Restate the opening lines of the material below word for word, stopping after the line that contains "pub fn default_threads()".
Segment Start: DATA
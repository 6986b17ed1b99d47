//! Block encoder.
//!
//! Runs the classic pipeline over an RGB image:
//! - YCbCr conversion (optionally on several threads)
//! - block extraction, forward DCT and quantization under a chosen
//!   [`Strategy`](strategy::Strategy)
//! - zigzag scan and Huffman coding into one byte-stuffed stream
//!
//! The output is a codec core, not a JFIF file: there are no markers or
//! headers, and the tables travel alongside the data in [`EncodedOutput`].

pub mod block;
pub mod dct;
pub mod entropy;
pub mod huffman;
pub mod quantize;
pub mod strategy;

use std::sync::Arc;

use tracing::debug;

use crate::color::{convert_image, convert_image_parallel};
use crate::error::{Error, Result};
use crate::image::{PlanarImage, RgbImage};

use block::{BlockCounts, QuantizedBlock};
use dct::DctMethod;
use entropy::{encode_channels, EntropyCoding, HuffmanTables};
use quantize::QuantizationTable;
use strategy::{BlockKernel, BlockProcessor, Strategy};

/// Worker count used by the presets: the machine's parallelism, or 1 if
/// it cannot be queried.
pub fn default_threads() -> usize {
    std::thread::available_parallelism()
        .map(|n| n.get())
        .unwrap_or(1)
}

/// Encoding options.
#[derive(Debug, Clone, Copy, PartialEq, Eq)]
pub struct EncodeOptions {
    /// Quality level 1-100.
    pub quality: u8,
    /// How block processing is spread over threads.
    pub strategy: Strategy,
    /// Forward DCT implementation.
    pub dct: DctMethod,
    /// Symbol mapping for the Huffman stage.
    pub entropy: EntropyCoding,
    /// Threads for RGB to YCbCr conversion (1 = on the caller).
    pub color_threads: usize,
}

impl Default for EncodeOptions {
    fn default() -> Self {
        Self {
            quality: 75,
            strategy: Strategy::Sequential,
            dct: DctMethod::Reference,
            entropy: EntropyCoding::Coefficient,
            color_threads: 1,
        }
    }
}

impl EncodeOptions {
    /// Preset 0: Fast - AAN DCT, data-parallel blocks, per-coefficient symbols.
    pub fn fast(quality: u8) -> Self {
        let threads = default_threads();
        Self {
            quality,
            strategy: Strategy::DataParallel { threads },
            dct: DctMethod::Fast,
            entropy: EntropyCoding::Coefficient,
            color_threads: threads,
        }
    }

    /// Preset 1: Balanced - reference DCT, data-parallel blocks, run-length symbols.
    pub fn balanced(quality: u8) -> Self {
        let threads = default_threads();
        Self {
            quality,
            strategy: Strategy::DataParallel { threads },
            dct: DctMethod::Reference,
            entropy: EntropyCoding::RunLength,
            color_threads: threads,
        }
    }

    /// Preset 2: Max - reference DCT and run-length symbols on one thread
    /// (smallest output, no threading overhead for small images).
    pub fn max(quality: u8) -> Self {
        Self {
            quality,
            strategy: Strategy::Sequential,
            dct: DctMethod::Reference,
            entropy: EntropyCoding::RunLength,
            color_threads: 1,
        }
    }

    /// Create from preset (0=fast, 1=balanced, 2=max).
    pub fn from_preset(quality: u8, preset: u8) -> Self {
        match preset {
            0 => Self::fast(quality),
            2 => Self::max(quality),
            _ => Self::balanced(quality),
        }
    }

    /// Set the quality level.
    pub fn with_quality(mut self, quality: u8) -> Self {
        self.quality = quality;
        self
    }

    /// Set the block processing strategy.
    pub fn with_strategy(mut self, strategy: Strategy) -> Self {
        self.strategy = strategy;
        self
    }

    /// Set the forward DCT implementation.
    pub fn with_dct(mut self, dct: DctMethod) -> Self {
        self.dct = dct;
        self
    }

    /// Set the Huffman symbol mapping.
    pub fn with_entropy(mut self, entropy: EntropyCoding) -> Self {
        self.entropy = entropy;
        self
    }

    /// Set the color conversion thread count.
    pub fn with_color_threads(mut self, threads: usize) -> Self {
        self.color_threads = threads;
        self
    }
}

/// Everything produced by one encode.
#[derive(Debug, Clone, PartialEq, Eq)]
pub struct EncodedOutput {
    /// Packed, byte-stuffed entropy-coded stream.
    pub data: Vec<u8>,
    /// Independent code tables for Y, Cb and Cr.
    pub tables: HuffmanTables,
    /// The quantization table shared by all channels.
    pub quantization: QuantizationTable,
    /// Image width in pixels.
    pub width: u32,
    /// Image height in pixels.
    pub height: u32,
    /// Blocks per channel, in stream order.
    pub block_counts: BlockCounts,
}

impl EncodedOutput {
    /// Size of the entropy-coded stream in bytes.
    pub fn compressed_size(&self) -> usize {
        self.data.len()
    }

    /// Symbol mapping the tables were built for.
    pub fn coding(&self) -> EntropyCoding {
        self.tables.coding()
    }
}

/// A configured encoder.
///
/// The quantization and DCT tables are built once in [`Encoder::new`] and
/// never change afterwards, so every worker reads them without locking.
pub struct Encoder {
    options: EncodeOptions,
    kernel: Arc<BlockKernel>,
    processor: Box<dyn BlockProcessor>,
}

impl Encoder {
    /// Validate `options` and build the tables and the block processor.
    pub fn new(options: EncodeOptions) -> Result<Self> {
        let quantization = QuantizationTable::with_quality(options.quality)?;
        let kernel = Arc::new(BlockKernel::new(options.dct, quantization));
        let processor = options.strategy.build()?;
        Ok(Self {
            options,
            kernel,
            processor,
        })
    }

    /// Options this encoder was built with.
    pub fn options(&self) -> &EncodeOptions {
        &self.options
    }

    /// The quantization table for the configured quality.
    pub fn quantization(&self) -> &QuantizationTable {
        self.kernel.quantization()
    }

    /// Name of the block processor in use.
    pub fn strategy_name(&self) -> &'static str {
        self.processor.name()
    }

    /// RGB to YCbCr with the configured number of threads.
    pub fn convert(&self, image: &RgbImage) -> Result<PlanarImage> {
        if self.options.color_threads > 1 {
            convert_image_parallel(image, self.options.color_threads)
        } else {
            convert_image(image)
        }
    }

    /// Quantized blocks of already converted planes, in stream order.
    pub fn process_planar(&self, planar: &PlanarImage) -> Result<Vec<QuantizedBlock>> {
        let mut blocks = self.processor.process(planar, &self.kernel)?;
        blocks.sort_by_key(|b| b.pos);
        Ok(blocks)
    }

    /// Convert `image` and return its quantized blocks in stream order.
    pub fn process_blocks(&self, image: &RgbImage) -> Result<Vec<QuantizedBlock>> {
        let planar = self.convert(image)?;
        self.process_planar(&planar)
    }

    /// Entropy-code blocks of a `width` x `height` image.
    pub fn encode_blocks(
        &self,
        blocks: &[QuantizedBlock],
        width: u32,
        height: u32,
    ) -> Result<EncodedOutput> {
        let block_counts = BlockCounts::for_dimensions(width, height);
        if blocks.len() != block_counts.total() {
            return Err(Error::CorruptStream(format!(
                "expected {} blocks for {width}x{height}, got {}",
                block_counts.total(),
                blocks.len()
            )));
        }

        let (data, tables) = encode_channels(blocks, self.options.entropy)?;
        Ok(EncodedOutput {
            data,
            tables,
            quantization: self.kernel.quantization().clone(),
            width,
            height,
            block_counts,
        })
    }

    /// Full encode: color conversion, block processing, entropy coding.
    pub fn encode(&self, image: &RgbImage) -> Result<EncodedOutput> {
        let blocks = self.process_blocks(image)?;
        let output = self.encode_blocks(&blocks, image.width(), image.height())?;
        debug!(
            width = image.width(),
            height = image.height(),
            quality = self.options.quality,
            strategy = self.processor.name(),
            blocks = blocks.len(),
            bytes = output.data.len(),
            "encoded image"
        );
        Ok(output)
    }

    /// Encode a raw RGB buffer (3 bytes per pixel, row-major).
    pub fn encode_raw(&self, data: &[u8], width: u32, height: u32) -> Result<EncodedOutput> {
        let image = RgbImage::from_raw(width, height, data.to_vec())?;
        self.encode(&image)
    }
}

impl std::fmt::Debug for Encoder {
    fn fmt(&self, f: &mut std::fmt::Formatter<'_>) -> std::fmt::Result {
        f.debug_struct("Encoder")
            .field("options", &self.options)
            .field("processor", &self.processor.name())
            .finish()
    }
}

/// Encode `image` at `quality` with the default options.
pub fn encode(image: &RgbImage, quality: u8) -> Result<EncodedOutput> {
    Encoder::new(EncodeOptions::default().with_quality(quality))?.encode(image)
}

#[cfg(test)]
mod tests {
    use super::*;
    use crate::jpeg::block::Channel;
    use crate::jpeg::entropy::ChannelCodes;

    #[test]
    fn test_encode_invalid_quality() {
        let image = RgbImage::new(8, 8).unwrap();
        assert!(matches!(encode(&image, 0), Err(Error::InvalidQuality(0))));
        assert!(matches!(
            encode(&image, 101),
            Err(Error::InvalidQuality(101))
        ));
    }

    #[test]
    fn test_encode_raw_validation_order() {
        let options = EncodeOptions::default().with_quality(0);
        // Quality is checked before dimensions
        assert!(matches!(
            Encoder::new(options),
            Err(Error::InvalidQuality(0))
        ));

        let encoder = Encoder::new(EncodeOptions::default()).unwrap();
        assert!(matches!(
            encoder.encode_raw(&[], 0, 4),
            Err(Error::InvalidDimensions { .. })
        ));
        assert!(matches!(
            encoder.encode_raw(&[0; 5], 1, 2),
            Err(Error::InvalidDataLength {
                expected: 6,
                actual: 5
            })
        ));
    }

    #[test]
    fn test_encode_1x1() {
        let image = RgbImage::from_raw(1, 1, vec![255, 0, 0]).unwrap();
        let output = encode(&image, 85).unwrap();
        assert_eq!(output.block_counts.total(), 3);
        assert!(!output.data.is_empty());
    }

    #[test]
    fn test_gray_image_single_symbol_per_channel() {
        let image = RgbImage::from_raw(16, 16, vec![128; 16 * 16 * 3]).unwrap();
        let encoder = Encoder::new(EncodeOptions::default().with_quality(50)).unwrap();

        let blocks = encoder.process_blocks(&image).unwrap();
        for block in &blocks {
            assert!(block.coefficients[1..].iter().all(|&c| c == 0));
        }

        let output = encoder.encode_blocks(&blocks, 16, 16).unwrap();
        for channel in Channel::ALL {
            let ChannelCodes::Coefficient(table) = output.tables.get(channel) else {
                panic!("expected coefficient tables");
            };
            assert_eq!(table.len(), 1, "{}", channel.name());
        }
    }

    #[test]
    fn test_stores_table_actually_used() {
        let image = RgbImage::test_pattern(16, 16).unwrap();
        let output = encode(&image, 90).unwrap();
        assert_eq!(output.quantization, QuantizationTable::with_quality(90).unwrap());
        assert_ne!(output.quantization, QuantizationTable::default());
    }

    #[test]
    fn test_strategies_produce_identical_bytes() {
        let image = RgbImage::test_pattern(48, 32).unwrap();
        let baseline = Encoder::new(EncodeOptions::default()).unwrap().encode(&image).unwrap();

        for strategy in Strategy::all(3) {
            let options = EncodeOptions::default()
                .with_strategy(strategy)
                .with_color_threads(2);
            let output = Encoder::new(options).unwrap().encode(&image).unwrap();
            assert_eq!(output, baseline, "{strategy}");
        }
    }

    #[test]
    fn test_encode_blocks_rejects_wrong_count() {
        let encoder = Encoder::new(EncodeOptions::default()).unwrap();
        let image = RgbImage::test_pattern(16, 16).unwrap();
        let mut blocks = encoder.process_blocks(&image).unwrap();
        blocks.pop();
        assert!(matches!(
            encoder.encode_blocks(&blocks, 16, 16),
            Err(Error::CorruptStream(_))
        ));
    }

    #[test]
    fn test_presets() {
        let fast = EncodeOptions::fast(80);
        assert_eq!(fast.quality, 80);
        assert_eq!(fast.dct, DctMethod::Fast);

        let max = EncodeOptions::from_preset(60, 2);
        assert_eq!(max, EncodeOptions::max(60));
        assert_eq!(max.entropy, EntropyCoding::RunLength);

        assert_eq!(EncodeOptions::from_preset(60, 9), EncodeOptions::balanced(60));
    }

    #[test]
    fn test_run_length_is_smaller_on_smooth_image() {
        let image = RgbImage::test_pattern(64, 64).unwrap();
        let options = EncodeOptions::default().with_quality(50);
        let coefficient = Encoder::new(options).unwrap().encode(&image).unwrap();
        let run_length = Encoder::new(options.with_entropy(EntropyCoding::RunLength))
            .unwrap()
            .encode(&image)
            .unwrap();
        assert!(run_length.data.len() < coefficient.data.len());
    }
}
Segment End: DATA
» **REPLY TO THE EXERCISE**:
repository 6986b17ed1b99d47
//! Block encoder.
//!
//! Runs the classic pipeline over an RGB image:
//! - YCbCr conversion (optionally on several threads)
//! - block extraction, forward DCT and quantization under a chosen
//!   [`Strategy`](strategy::Strategy)
//! - zigzag scan and Huffman coding into one byte-stuffed stream
//!
//! The output is a codec core, not a JFIF file: there are no markers or
//! headers, and the tables travel alongside the data in [`EncodedOutput`].

pub mod block;
pub mod dct;
pub mod entropy;
pub mod huffman;
pub mod quantize;
pub mod strategy;

use std::sync::Arc;

use tracing::debug;

use crate::color::{convert_image, convert_image_parallel};
use crate::error::{Error, Result};
use crate::image::{PlanarImage, RgbImage};

use block::{BlockCounts, QuantizedBlock};
use dct::DctMethod;
use entropy::{encode_channels, EntropyCoding, HuffmanTables};
use quantize::QuantizationTable;
use strategy::{BlockKernel, BlockProcessor, Strategy};

/// Worker count used by the presets: the machine's parallelism, or 1 if
/// it cannot be queried.
pub fn default_threads() -> usize {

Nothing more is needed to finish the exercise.